▶ [Exercise aim]: The following entries are to be retyped in full, exactly as written.

▶ [Given entries]:
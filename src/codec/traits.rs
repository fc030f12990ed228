//! Decoder trait definitions.

use crate::error::{DocQualityError, Result};

/// Information about a decoder backend.
#[derive(Debug, Clone)]
pub struct DecoderInfo {
    /// Human-readable decoder name.
    pub name: &'static str,
}

/// A fully decoded image in row-major RGB8 layout.
///
/// The buffer always holds exactly `width * height` pixels; the only way to
/// build one is [`DecodedImage::new`], which checks that.
#[derive(Debug, Clone, PartialEq, Eq)]
pub struct DecodedImage {
    width: u32,
    height: u32,
    pixels: Vec<u8>,
}

impl DecodedImage {
    /// Create a decoded image, checking that the buffer matches the dimensions.
    pub fn new(width: u32, height: u32, pixels: Vec<u8>) -> Result<Self> {
        let expected = width as usize * height as usize * 3;
        if pixels.len() != expected {
            return Err(DocQualityError::Decode(format!(
                "Pixel buffer size mismatch: expected {} bytes, got {}",
                expected,
                pixels.len()
            )));
        }
        Ok(Self {
            width,
            height,
            pixels,
        })
    }

    /// Native width in pixels.
    pub fn width(&self) -> u32 {
        self.width
    }

    /// Native height in pixels.
    pub fn height(&self) -> u32 {
        self.height
    }

    /// RGB bytes of `len` pixels of row `y`, starting at column `x`.
    #[inline]
    pub fn row(&self, x: u32, y: u32, len: u32) -> &[u8] {
        let start = (y as usize * self.width as usize + x as usize) * 3;
        &self.pixels[start..start + len as usize * 3]
    }
}

/// Turns encoded bytes into pixels.
///
/// Keeps format-specific decoding apart from the format-agnostic statistics,
/// so analysis can be tested against synthetic buffers.
pub trait ImageDecoder: Send + Sync {
    /// Decode the full image.
    ///
    /// # Errors
    ///
    /// Returns [`DocQualityError::Decode`] for bytes that do not parse, or
    /// that exceed the decoder's resource limits.
    fn decode(&self, bytes: &[u8]) -> Result<DecodedImage>;

    /// Get decoder information.
    fn info(&self) -> DecoderInfo;
}
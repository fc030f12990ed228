//! Document Quality CLI Tool
//!
//! Scores uploaded document images before they are stored.

use anyhow::Context;
use clap::Parser;
use doc_quality::cli::{run, Cli};
use std::process::ExitCode;

fn main() -> ExitCode {
    let cli = Cli::parse();

    match run(cli).context("docq failed") {
        Ok(code) => code,
        Err(e) => {
            eprintln!("Error: {:#}", e);
            ExitCode::FAILURE
        }
    }
}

▶ [Final answer]:
filename src/codec/traits.rs
repository fc030f12990ed228
//! Decoder trait definitions.

use crate::error::{DocQualityError, Result};

/// Information about a decoder backend.
#[derive(Debug, Clone)]
pub struct DecoderInfo {
    /// Human-readable decoder name.
    pub name: &'static str,
}

/// A fully decoded image in row-major RGB8 layout.
///
/// The buffer always holds exactly `width * height` pixels; the only way to
/// build one is [`DecodedImage::new`], which checks that.
#[derive(Debug, Clone, PartialEq, Eq)]
pub struct DecodedImage {
    width: u32,
    height: u32,
    pixels: Vec<u8>,
}

impl DecodedImage {
    /// Create a decoded image, checking that the buffer matches the dimensions.
    pub fn new(width: u32, height: u32, pixels: Vec<u8>) -> Result<Self> {
        let expected = width as usize * height as usize * 3;
        if pixels.len() != expected {
            return Err(DocQualityError::Decode(format!(
                "Pixel buffer size mismatch: expected {} bytes, got {}",
                expected,
                pixels.len()
            )));
        }
        Ok(Self {
            width,
            height,
            pixels,
        })
    }

    /// Native width in pixels.
    pub fn width(&self) -> u32 {
        self.width
    }

    /// Native height in pixels.
    pub fn height(&self) -> u32 {
        self.height
    }

    /// RGB bytes of `len` pixels of row `y`, starting at column `x`.
    #[inline]
    pub fn row(&self, x: u32, y: u32, len: u32) -> &[u8] {
        let start = (y as usize * self.width as usize + x as usize) * 3;
        &self.pixels[start..start + len as usize * 3]
    }
}

/// Turns encoded bytes into pixels.
///
/// Keeps format-specific decoding apart from the format-agnostic statistics,
/// so analysis can be tested against synthetic buffers.
pub trait ImageDecoder: Send + Sync {
    /// Decode the full image.
    ///
    /// # Errors
    ///
    /// Returns [`DocQualityError::Decode`] for bytes that do not parse, or
    /// that exceed the decoder's resource limits.
    fn decode(&self, bytes: &[u8]) -> Result<DecodedImage>;

    /// Get decoder information.
    fn info(&self) -> DecoderInfo;
}
repository fc030f12990ed228
//! Document Quality CLI Tool
//!
//! Scores uploaded document images before they are stored.

use anyhow::Context;
use clap::Parser;
use doc_quality::cli::{run, Cli};
use std::process::ExitCode;

fn main() -> ExitCode {
    let cli = Cli::parse();

    match run(cli).context("docq failed") {
        Ok(code) => code,
        Err(e) => {
            eprintln!("Error: {:#}", e);
            ExitCode::FAILURE
        }
    }
}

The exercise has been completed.